代表の坂本志麻さん(50)は、小さな命を宿すも、頼る相手を持たず、周囲から孤立する女性たちを支援しています。坂本さんによる母子支援の活動は、すでに25年になります。
こどもSOSほっかいどう 代表・坂本志麻さん(50)
「非通知電話で夜中で、もう陣痛始まって、電話を切ったら、もう連絡が取れないみたいな女性もいますし…。そういう段階で、初めてファーストコンタクトが来るかたもいらっしゃいます」
3年前、親が匿名のまま、育てられない子どもを預け入れる、いわゆる“赤ちゃんポスト”も設置。運営をめぐって、さまざまな議論がある中、3,000件を超える相談が、全国から寄せられています。
今年3月のことでした。すがるような思いで、道外から坂本さんを訪ねて来た女性がいました。
◇《高校卒業が間近に迫る中で”妊娠”判明…大きく揺れる心》
かえでさん(18歳・仮名)
「堕ろすぐらいだったら、子どもを殺して何事もなかったかのように生きていくぐらいなら、(おなかの子と)一緒に死のうと思って」
西日本のあるマチに暮らす、かえでさん18歳。高校の卒業式を間近に控えた今年2月。思いがけない妊娠が分かりました。
かえでさん(18歳・仮名)
「“堕ろすなら堕ろすでいいし”みたいな感じで、体を傷つけるのはこっちなのに…。“任せる”って、すべての決定権を投げ出されて、2人の子どもなのに…」
かえでさん自身は、避妊にも気をつけていたと話します。就職も決まっていた中で妊娠の判明…。
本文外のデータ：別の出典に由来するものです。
//! Reference resolution.
//!
//! See [RFC 3986 section 5.2](https://tools.ietf.org/html/rfc3986#section-5.2).
//!
//! # Ambiguous paths
//!
//! Resolution can produce a path starting with `//` for a URI without
//! authority, for example resolving `.///bar` against `scheme:`. Such a path
//! would be read as an authority when serialized as is, so the resolved URI
//! is serialized with a `/.` prefix on the path, as WHATWG URL Standard
//! does. The prefix is removed again by [`Uri::normalized`] and added back
//! on serialization, so the output is stable.
//!
//! ```
//! use uri_generic::Uri;
//!
//! let base = Uri::parse("scheme:")?;
//! let resolved = base.resolve_str(".///not-a-host")?;
//! assert_eq!(resolved.as_str(), "scheme:/.//not-a-host");
//! assert_eq!(resolved.authority(), None);
//!
//! let resolved = base.resolve_str("/..//not-a-host")?;
//! assert_eq!(resolved.as_str(), "scheme:/.//not-a-host");
//! # Ok::<_, uri_generic::Error>(())
//! ```


use alloc::borrow::Cow;

use crate::components::{compose, Components, Fragment, Query};
use crate::normalize::{merge_paths, remove_dot_segments};
use crate::types::Uri;
use crate::Error;

/// A resolver against the fixed base.
///
/// The base is decomposed once, and then many references can be resolved
/// against it.
#[derive(Debug, Clone, Copy)]
pub struct FixedBaseResolver<'a> {
    /// Base URI.
    base: &'a Uri,
    /// Components of the base URI.
    base_components: &'a Components,
}

impl<'a> FixedBaseResolver<'a> {
    /// Creates a new resolver with the given base.
    ///
    /// # Failures
    ///
    /// Fails with [`ConversionFailed`][`crate::ErrorKind::ConversionFailed`]
    /// if the base has no scheme, since only an absolute URI can be a base.
    ///
    /// # Examples
    ///
    /// ```
    /// use uri_generic::resolve::FixedBaseResolver;
    /// use uri_generic::Uri;
    ///
    /// let base = Uri::parse("http://example.com/base/")?;
    /// let resolver = FixedBaseResolver::new(&base)?;
    ///
    /// let reference = Uri::parse("../there")?;
    /// assert_eq!(resolver.resolve(&reference)?.as_str(), "http://example.com/there");
    ///
    /// assert!(FixedBaseResolver::new(&Uri::parse("/relative/base")?).is_err());
    /// # Ok::<_, uri_generic::Error>(())
    /// ```
    pub fn new(base: &'a Uri) -> Result<Self, Error> {
        let base_components = base.components().ok_or_else(|| {
            Error::conversion_failed(base.as_str(), "base URI has no component structure")
        })?;
        if base_components.scheme.is_none() {
            debug!(base = base.as_str(), "rejected relative base");
            return Err(Error::conversion_failed(base.as_str(), "base URI is relative"));
        }
        Ok(Self {
            base,
            base_components,
        })
    }

    /// Returns the base.
    #[inline]
    #[must_use]
    pub fn base(&self) -> &'a Uri {
        self.base
    }

    /// Resolves the given reference against the fixed base.
    ///
    /// * A reference with a scheme is returned unchanged.
    /// * A reference with an authority takes everything except the scheme
    ///   from itself.
    /// * A reference with an empty path keeps the base path, and the base
    ///   query unless it has its own.
    /// * A reference with an absolute path replaces the base path.
    /// * Otherwise the reference path is merged with the base path.
    ///
    /// Dot segments are removed from every path taken from the reference.
    /// The fragment always comes from the reference. The authority is taken
    /// as a whole from one side, never merged field by field.
    ///
    /// The result is not normalized otherwise: percent-encoded triplets are
    /// kept as they are, and `%2e%2e` is not treated as `..`.
    ///
    /// # Examples
    ///
    /// ```
    /// use uri_generic::resolve::FixedBaseResolver;
    /// use uri_generic::Uri;
    ///
    /// let base = Uri::parse("http://a/b/c/d;p?q#f")?;
    /// let resolver = FixedBaseResolver::new(&base)?;
    /// let resolve = |s: &str| -> Result<String, uri_generic::Error> {
    ///     Ok(resolver.resolve(&Uri::parse(s)?)?.into())
    /// };
    ///
    /// assert_eq!(resolve("g:h")?, "g:h");
    /// assert_eq!(resolve("//g/./x")?, "http://g/x");
    /// assert_eq!(resolve("")?, "http://a/b/c/d;p?q");
    /// assert_eq!(resolve("#s")?, "http://a/b/c/d;p?q#s");
    /// assert_eq!(resolve("/./g")?, "http://a/g");
    /// assert_eq!(resolve("../../../g")?, "http://a/g");
    /// # Ok::<_, uri_generic::Error>(())
    /// ```
    pub fn resolve(&self, reference: &Uri) -> Result<Uri, Error> {
        let r = reference.components().ok_or_else(|| {
            Error::conversion_failed(reference.as_str(), "reference has no component structure")
        })?;
        if r.scheme.is_some() {
            trace!(reference = reference.as_str(), "reference has a scheme");
            return Ok(reference.clone());
        }

        let base = self.base_components;
        let (authority, path, query) = if let Some(authority) = &r.authority {
            trace!(reference = reference.as_str(), "reference has an authority");
            (
                Some(authority),
                Cow::Owned(remove_dot_segments(r.path.as_str())),
                r.query.as_ref(),
            )
        } else if r.path.is_empty() {
            trace!(reference = reference.as_str(), "reference has an empty path");
            (
                base.authority.as_ref(),
                Cow::Borrowed(base.path.as_str()),
                r.query.as_ref().or(base.query.as_ref()),
            )
        } else if r.path.is_absolute() {
            trace!(reference = reference.as_str(), "reference has an absolute path");
            (
                base.authority.as_ref(),
                Cow::Owned(remove_dot_segments(r.path.as_str())),
                r.query.as_ref(),
            )
        } else {
            trace!(reference = reference.as_str(), "merging reference path");
            let merged = merge_paths(
                base.path.as_str(),
                base.authority.is_some(),
                r.path.as_str(),
            );
            (
                base.authority.as_ref(),
                Cow::Owned(remove_dot_segments(&merged)),
                r.query.as_ref(),
            )
        };

        let value = compose(
            base.scheme.as_ref(),
            authority,
            &path,
            query.map(Query::as_str),
            r.fragment.as_ref().map(Fragment::as_str),
        );
        trace!(
            base = self.base.as_str(),
            reference = reference.as_str(),
            output = value.as_str(),
            "resolved"
        );
        Ok(Uri::new_unchecked(value))
    }
}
途方に暮れる中、交際相手から告げられた不誠実な言葉は、かえでさんを深く傷つけました。
将来への希望を見出せず、相手との関係を断つと決めて、妊娠中絶も考えました。しかし、病院での診察を受け、大きく心を揺らすことになります。
かえでさん(18歳・仮名)
「エコー写真で胎嚢を見て、妊娠検査薬の線じゃなくて、赤ちゃんの姿を本当に見て、それで堕ろしたくないなって思って」「私の母は母で、シングルマザーの大変さが分かってるから“結婚しなきゃ手伝わない、結婚はしないなら堕せ”って」
シングルマザーで、子育てしてきた母親にとって、娘に苦労をさせたくない…そんな思いがあったのかもしれません。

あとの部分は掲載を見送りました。